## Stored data
****

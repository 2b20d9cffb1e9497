use std::sync::Arc;
use std::sync::atomic::{AtomicBool, Ordering};
use std::time::Duration;

use axum::extract::ws::{Message, WebSocket};
use futures_util::stream::{SplitSink, SplitStream};
use futures_util::{SinkExt, StreamExt};
use jsonwebtoken::{DecodingKey, Validation, decode};
use tokio::sync::mpsc;
use tracing::{error, info, warn};

use kelas_types::api::Claims;
use kelas_types::events::{GatewayCommand, GatewayEvent};
use kelas_types::models::UserProfile;

use crate::dispatcher::Dispatcher;
use crate::session::Session;

/// Heartbeat interval: server sends a Ping every 15 seconds.
/// If 2 consecutive Pongs are missed (~30s), the connection is dropped.
const HEARTBEAT_INTERVAL: Duration = Duration::from_secs(15);

/// How long a fresh socket may stay silent before sending Identify.
const IDENTIFY_TIMEOUT: Duration = Duration::from_secs(10);

/// Outbound events queued per connection.
const OUTBOUND_BUFFER: usize = 64;

/// Handle a single WebSocket connection: Identify handshake, Ready, then
/// stream whatever the client watches until either side goes away.
pub async fn handle_connection(socket: WebSocket, dispatcher: Dispatcher) {
    let (mut sender, mut receiver) = socket.split();

    let Some(uid) = wait_for_identify(&mut receiver, dispatcher.jwt_secret()).await else {
        warn!("WebSocket client failed to identify, closing");
        return;
    };

    let profile = match load_profile(&dispatcher, &uid).await {
        Some(profile) => profile,
        None => {
            let _ = send_event(
                &mut sender,
                &GatewayEvent::Error { message: "unknown user".into() },
            )
            .await;
            return;
        }
    };

    info!("{} ({}) connected to gateway", profile.display_name, profile.uid);

    let ready = GatewayEvent::Ready {
        user_id: profile.uid.clone(),
        display_name: profile.display_name.clone(),
    };
    if send_event(&mut sender, &ready).await.is_err() {
        return;
    }

    run_connection_loop(sender, receiver, dispatcher, profile).await;
}

async fn run_connection_loop(
    mut sender: SplitSink<WebSocket, Message>,
    mut receiver: SplitStream<WebSocket>,
    dispatcher: Dispatcher,
    profile: UserProfile,
) {
    let (conn_id, conn_token) = dispatcher.register(&profile.uid).await;
    let (out_tx, mut out_rx) = mpsc::channel::<GatewayEvent>(OUTBOUND_BUFFER);

    // Set by the reader on every Pong, cleared by each heartbeat tick
    let pong_received = Arc::new(AtomicBool::new(true));
    let pong_flag_send = pong_received.clone();
    let pong_flag_recv = pong_received.clone();

    // Forward queued events to the client, with heartbeat
    let send_token = conn_token.clone();
    let mut send_task = tokio::spawn(async move {
        let mut heartbeat = tokio::time::interval(HEARTBEAT_INTERVAL);
        heartbeat.tick().await;
        let mut missed_heartbeats: u8 = 0;

        loop {
            tokio::select! {
                biased;
                _ = send_token.cancelled() => {
                    let _ = sender.send(Message::Close(None)).await;
                    break;
                }
                event = out_rx.recv() => {
                    let Some(event) = event else { break };
                    if send_event(&mut sender, &event).await.is_err() {
                        break;
                    }
                }
                _ = heartbeat.tick() => {
                    if pong_flag_send.swap(false, Ordering::Acquire) {
                        missed_heartbeats = 0;
                    } else {
                        missed_heartbeats += 1;
                        if missed_heartbeats >= 2 {
                            warn!("Heartbeat timeout (missed {} pongs), dropping connection", missed_heartbeats);
                            break;
                        }
                    }
                    if sender.send(Message::Ping(vec![].into())).await.is_err() {
                        break;
                    }
                }
            }
        }
    });

    // Read commands from client
    let uid = profile.uid.clone();
    let mut session = Session::new(profile, dispatcher.clone(), out_tx, conn_token.clone());
    let recv_token = conn_token.clone();
    let mut recv_task = tokio::spawn(async move {
        loop {
            let msg = tokio::select! {
                biased;
                _ = recv_token.cancelled() => break,
                msg = receiver.next() => msg,
            };
            let Some(Ok(msg)) = msg else { break };

            match msg {
                Message::Text(text) => match serde_json::from_str::<GatewayCommand>(&text) {
                    Ok(cmd) => session.handle_command(cmd).await,
                    Err(e) => {
                        warn!(
                            "{} bad command: {} -- raw: {}",
                            session.uid(),
                            e,
                            truncate(&text, 200)
                        );
                    }
                },
                Message::Pong(_) => {
                    pong_flag_recv.store(true, Ordering::Release);
                }
                Message::Close(_) => break,
                _ => {}
            }
        }
        session.close().await;
    });

    // Wait for either task to finish
    tokio::select! {
        _ = &mut send_task => {
            conn_token.cancel();
            let _ = recv_task.await;
        }
        _ = &mut recv_task => {
            conn_token.cancel();
            let _ = send_task.await;
        }
    }

    dispatcher.unregister(conn_id).await;
    info!("{} disconnected from gateway", uid);
}

fn truncate(text: &str, max_chars: usize) -> &str {
    match text.char_indices().nth(max_chars) {
        Some((idx, _)) => &text[..idx],
        None => text,
    }
}

async fn send_event(
    sender: &mut SplitSink<WebSocket, Message>,
    event: &GatewayEvent,
) -> Result<(), axum::Error> {
    let text = match serde_json::to_string(event) {
        Ok(text) => text,
        Err(e) => {
            error!("Failed to encode gateway event: {}", e);
            return Ok(());
        }
    };
    sender.send(Message::Text(text.into())).await
}

async fn wait_for_identify(receiver: &mut SplitStream<WebSocket>, jwt_secret: &str) -> Option<String> {
    let timeout = tokio::time::timeout(IDENTIFY_TIMEOUT, async {
        while let Some(Ok(msg)) = receiver.next().await {
            if let Message::Text(text) = msg {
                if let Ok(GatewayCommand::Identify { token }) =
                    serde_json::from_str::<GatewayCommand>(&text)
                {
                    let token_data = decode::<Claims>(
                        &token,
                        &DecodingKey::from_secret(jwt_secret.as_bytes()),
                        &Validation::default(),
                    )
                    .ok()?;

                    return Some(token_data.claims.sub);
                }
            }
        }
        None
    });

    timeout.await.ok().flatten()
}

async fn load_profile(dispatcher: &Dispatcher, uid: &str) -> Option<UserProfile> {
    let db = dispatcher.db().clone();
    let lookup = uid.to_string();
    match tokio::task::spawn_blocking(move || db.get_profile(&lookup)).await {
        Ok(Ok(Some(profile))) => Some(profile),
        Ok(Ok(None)) => {
            warn!("Gateway token for unknown profile {}", uid);
            None
        }
        Ok(Err(e)) => {
            error!("Profile lookup for {} failed: {:#}", uid, e);
            None
        }
        Err(e) => {
            error!("spawn_blocking join error: {}", e);
            None
        }
    }
}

****

## Task directions
Retrieve all lines from the data that contain the string "break".

## Response
                    break;
                    let Some(event) = event else { break };
                        break;
                            break;
                        break;
                _ = recv_token.cancelled() => break,
            let Some(Ok(msg)) = msg else { break };
                Message::Close(_) => break,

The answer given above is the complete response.